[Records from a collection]

⟨

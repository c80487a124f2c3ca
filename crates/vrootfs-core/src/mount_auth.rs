//! Per-mount suppression of the kernel authorization cache.
//!
//! While at least one online root lives on a mount, cached authorization
//! decisions must not bypass the access checks of the interception layer,
//! so the mount's auth-cache TTL is forced to zero. The previous TTL is
//! saved on the first suppression and restored on the last release.
//!
//! The suppressor is owned by the root registry state and only touched under
//! the registry's exclusive lock.

use crate::types::MountId;
use crate::vfs::{Vfs, AUTH_CACHE_TTL_DISABLED, AUTH_CACHE_TTL_INFINITE};
use tracing::{debug, info};

#[derive(Debug, Clone, Copy, PartialEq, Eq)]
pub struct UsedMountPoint {
    pub mount: MountId,
    pub disable_count: u32,
    pub saved_ttl: i32,
}

#[derive(Debug)]
pub struct MountAuthCacheSuppressor {
    used: Vec<UsedMountPoint>,
    max_tracked: usize,
}

impl MountAuthCacheSuppressor {
    pub fn new(max_tracked: usize) -> Self {
        Self {
            used: Vec::new(),
            max_tracked,
        }
    }

    fn position(&self, mount: MountId) -> Option<usize> {
        self.used.iter().position(|u| u.mount == mount)
    }

    /// Current suppression count of `mount`; 0 for untracked mounts.
    pub fn disable_count(&self, mount: MountId) -> u32 {
        self.position(mount)
            .map_or(0, |index| self.used[index].disable_count)
    }

    pub fn tracked_mounts(&self) -> usize {
        self.used.len()
    }

    fn track(&mut self, mount: MountId) -> Option<usize> {
        if let Some(index) = self.position(mount) {
            return Some(index);
        }
        if self.used.len() >= self.max_tracked || self.used.try_reserve(1).is_err() {
            return None;
        }
        self.used.push(UsedMountPoint {
            mount,
            disable_count: 0,
            saved_ttl: AUTH_CACHE_TTL_DISABLED,
        });
        Some(self.used.len() - 1)
    }

    /// Adds one suppression reference for `mount`.
    ///
    /// When the mount cannot be tracked, the cache is disabled anyway and
    /// the previous TTL is lost.
    pub fn increment(&mut self, vfs: &dyn Vfs, mount: MountId) {
        let Some(index) = self.track(mount) else {
            info!(
                "mount_auth: cannot track mount '{}', disabling auth cache without saving previous value",
                vfs.mount_name(mount)
            );
            vfs.set_auth_cache_ttl(mount, AUTH_CACHE_TTL_DISABLED);
            return;
        };

        let used = &mut self.used[index];
        if used.disable_count == 0 {
            used.saved_ttl = vfs.auth_cache_ttl(mount);
            vfs.set_auth_cache_ttl(mount, AUTH_CACHE_TTL_DISABLED);
            debug!(
                "mount_auth: disabling auth cache on mount '{}', saved TTL = {}",
                vfs.mount_name(mount),
                used.saved_ttl
            );
        }
        used.disable_count += 1;
    }

    /// Drops one suppression reference; the last one restores the TTL.
    pub fn decrement(&mut self, vfs: &dyn Vfs, mount: MountId) {
        let Some(index) = self.position(mount) else {
            info!(
                "mount_auth: mount '{}' not found in table",
                vfs.mount_name(mount)
            );
            return;
        };

        let used = &mut self.used[index];
        if used.disable_count == 0 {
            info!(
                "mount_auth: mount '{}' already has use count of 0",
                vfs.mount_name(mount)
            );
            return;
        }

        used.disable_count -= 1;
        if used.disable_count == 0 {
            let saved = *used;
            self.used.swap_remove(index);
            Self::restore(vfs, &saved);
        }
    }

    fn restore(vfs: &dyn Vfs, used: &UsedMountPoint) {
        if used.saved_ttl == AUTH_CACHE_TTL_INFINITE {
            debug!(
                "mount_auth: resetting mount '{}' to default auth cache behaviour",
                vfs.mount_name(used.mount)
            );
            vfs.clear_auth_cache_ttl(used.mount);
        } else {
            debug!(
                "mount_auth: resetting mount '{}' TTL to {}",
                vfs.mount_name(used.mount),
                used.saved_ttl
            );
            vfs.set_auth_cache_ttl(used.mount, used.saved_ttl);
        }
    }

    /// Restores every tracked mount regardless of its count. Used on
    /// teardown.
    pub fn restore_all(&mut self, vfs: &dyn Vfs) {
        for used in self.used.drain(..) {
            if used.disable_count > 0 {
                Self::restore(vfs, &used);
            }
        }
    }
}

⟩

:: REQUIRED ACTION ::
Go through the data above and copy each line that holds the word "last".

:: ANSWER FOR THE TASK ::
//! saved on the first suppression and restored on the last release.
    /// Drops one suppression reference; the last one restores the TTL.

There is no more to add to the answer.